With a Web cam and high-speed broadband connection, DeMaria was able to coordinate several of UGA’s first “virtual high school visits” with prospective students.
“Students are quite savvy and comfortable with technology. They aren’t nearly as timid about utilizing it as their guidance counselors might be,” she said. “The students’ willingness and excitement to learn more about UGA via this medium has encouraged their school counselors to ask UGA to visit their school when we might not have been able to otherwise.”
Successful internal communications tool
Although the virtual visits are a new recruitment tool for UGA, the Office of Undergraduate Admissions has been using the technology for years. Since some counselors work off-site and would only be able to travel to Athens a few times a year, virtual staff meetings have been conducted so that everyone could “attend” no matter where their offices were physically located.

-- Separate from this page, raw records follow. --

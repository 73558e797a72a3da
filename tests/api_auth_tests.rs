//! 认证 API 集成测试
//!
//! 需要运行中的 PostgreSQL（TEST_DATABASE_URL），因此全部标记 ignore

use axum::{
    body::Body,
    http::{header, Request, StatusCode},
    Router,
};
use http_body_util::BodyExt;
use serial_test::serial;
use tower::ServiceExt;

mod common;

async fn test_app() -> Router {
    let config = common::create_test_config();
    let pool = common::setup_test_db(&config).await;
    let state = common::create_test_app_state(pool).await;
    finance_system::routes::create_router(state)
}

async fn post_json(
    app: &Router,
    uri: &str,
    body: serde_json::Value,
) -> (StatusCode, serde_json::Value) {
    let response = app
        .clone()
        .oneshot(
            Request::builder()
                .method("POST")
                .uri(uri)
                .header(header::CONTENT_TYPE, "application/json")
                .body(Body::from(body.to_string()))
                .unwrap(),
        )
        .await
        .unwrap();

    let status = response.status();
    let bytes = response.into_body().collect().await.unwrap().to_bytes();
    let json: serde_json::Value = if bytes.is_empty() {
        serde_json::Value::Null
    } else {
        serde_json::from_slice(&bytes).unwrap()
    };
    (status, json)
}

#[tokio::test]
#[serial]
#[ignore] // 需要数据库
async fn test_register_returns_user_and_token_pair() {
    let app = test_app().await;

    let (status, body) = post_json(
        &app,
        "/api/auth/register",
        serde_json::json!({"name": "A", "email": "a@b.com", "password": "12345678"}),
    )
    .await;

    assert_eq!(status, StatusCode::CREATED);
    assert_eq!(body["user"]["email"], "a@b.com");
    assert!(body["user"].get("passwordHash").is_none());
    assert!(!body["accessToken"].as_str().unwrap().is_empty());
    assert!(!body["refreshToken"].as_str().unwrap().is_empty());

    // 令牌必须能解码出正确身份
    let jwt = finance_system::auth::jwt::JwtService::from_config(&common::create_test_config())
        .unwrap();
    let claims = jwt
        .validate_access_token(body["accessToken"].as_str().unwrap())
        .unwrap();
    let (user_id, email) = claims.identity().unwrap();
    assert_eq!(email, "a@b.com");
    assert_eq!(user_id, body["user"]["id"].as_i64().unwrap());
}

#[tokio::test]
#[serial]
#[ignore] // 需要数据库
async fn test_register_duplicate_email_fails() {
    let app = test_app().await;

    let payload =
        serde_json::json!({"name": "Dup", "email": "dup@b.com", "password": "12345678"});

    let (first, _) = post_json(&app, "/api/auth/register", payload.clone()).await;
    assert_eq!(first, StatusCode::CREATED);

    let (second, body) = post_json(&app, "/api/auth/register", payload).await;
    assert_eq!(second, StatusCode::CONFLICT);
    assert_eq!(body["error"]["message"], "Email already exists");
}

#[tokio::test]
#[serial]
#[ignore] // 需要数据库
async fn test_register_validation_errors() {
    let app = test_app().await;

    let (status, body) = post_json(
        &app,
        "/api/auth/register",
        serde_json::json!({"name": "", "email": "bad", "password": "short"}),
    )
    .await;

    assert_eq!(status, StatusCode::BAD_REQUEST);
    assert_eq!(body["error"]["errors"].as_array().unwrap().len(), 3);
}

#[tokio::test]
#[serial]
#[ignore] // 需要数据库
async fn test_login_wrong_password_always_fails() {
    let app = test_app().await;

    post_json(
        &app,
        "/api/auth/register",
        serde_json::json!({"name": "X", "email": "x@x.com", "password": "correct-pass"}),
    )
    .await;

    let (status, _) = post_json(
        &app,
        "/api/auth/login",
        serde_json::json!({"email": "x@x.com", "password": "wrong"}),
    )
    .await;
    assert_eq!(status, StatusCode::UNAUTHORIZED);

    // 不存在的邮箱同样不可能登录成功
    let (status, _) = post_json(
        &app,
        "/api/auth/login",
        serde_json::json!({"email": "ghost@x.com", "password": "whatever1"}),
    )
    .await;
    assert_eq!(status, StatusCode::UNAUTHORIZED);

    // 正确口令可以登录
    let (status, body) = post_json(
        &app,
        "/api/auth/login",
        serde_json::json!({"email": "x@x.com", "password": "correct-pass"}),
    )
    .await;
    assert_eq!(status, StatusCode::OK);
    assert_eq!(body["user"]["email"], "x@x.com");
}

#[tokio::test]
#[serial]
#[ignore] // 需要数据库
async fn test_refresh_token_flow() {
    let app = test_app().await;

    let (_, registered) = post_json(
        &app,
        "/api/auth/register",
        serde_json::json!({"name": "R", "email": "r@b.com", "password": "12345678"}),
    )
    .await;

    let refresh_token = registered["refreshToken"].as_str().unwrap().to_string();

    let (status, body) = post_json(
        &app,
        "/api/auth/refresh-token",
        serde_json::json!({"refreshToken": refresh_token}),
    )
    .await;

    assert_eq!(status, StatusCode::OK);

    // 新访问令牌携带相同身份
    let jwt = finance_system::auth::jwt::JwtService::from_config(&common::create_test_config())
        .unwrap();
    let claims = jwt
        .validate_access_token(body["accessToken"].as_str().unwrap())
        .unwrap();
    assert_eq!(claims.email, "r@b.com");

    // 伪造的刷新令牌被拒绝
    let (status, _) = post_json(
        &app,
        "/api/auth/refresh-token",
        serde_json::json!({"refreshToken": "forged.token.value"}),
    )
    .await;
    assert_eq!(status, StatusCode::UNAUTHORIZED);
}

DeMaria said that since the virtual visit has been a successful internal communication tool, it made sense to explore the potential of its use in reaching a wider audience in every-day recruitment efforts.
Trying out the new format
With that goal in mind, DeMaria announced this new communication opportunity to high school counselors at workshops held in Atlanta this fall, along with sending out e-mails to prospective students and their counselors in her recruiting regions, including Pennsylvania.
She says she schedules the visits with one student or a small group of students as schools express interest in trying out the new
The Paideia School in Atlanta was the first school to participate, and six students attended the visit DeMaria organized in early October.
“Melinda did a great job engaging the students and the students responded well,” said Lenore Carroll, a counselor at Paideia. “It really felt like the ‘real’ visits we’ve had from her through the years.”
“I thought the presentation went really well,” said senior Peter Cornick. “It honestly felt no different than if Mrs. DeMaria had been in the room with us. We could see and hear everything well. I thought it was a great substitute for an on-site visit.”
Real-time answers to questions
Kevin Fitzpatrick, a senior at Lansdale Catholic High School in Pennsylvania, volunteered to try out this feature to get more specific real-time answers to his questions, since he had already visited UGA in the spring.
“We could hear and see Melinda clearly, and we felt comfortable asking questions,” said Mary Lou Graham, Fitzpatrick’s counselor.
“It was an amazing practical use of technology,” she added. “I was excited that I actually had a use for the camera, which has sat on my computer for quite some time.”
Patrick Winter, senior associate director of undergraduate admissions, also has coordinated these visits, having led one of the largest information sessions so far with 24 students from Mount Vernon Presbyterian High School in Atlanta.
Nancy McDuff, associate vice president for admissions and enrollment management, who ordinarily would not get a chance to participate in high school visits, was able to stop by to greet the students.
“Virtual visits have tremendous potential in recruiting students, and I am thrilled with the response we have received from the high schools,” Winter said.
“Budget, timing and geography are factors we have to consider every year in planning our recruitment travel,” he added. “This gives us the ability to expand our reach and visibility in schools that we otherwise might not have had the opportunity to visit every year.”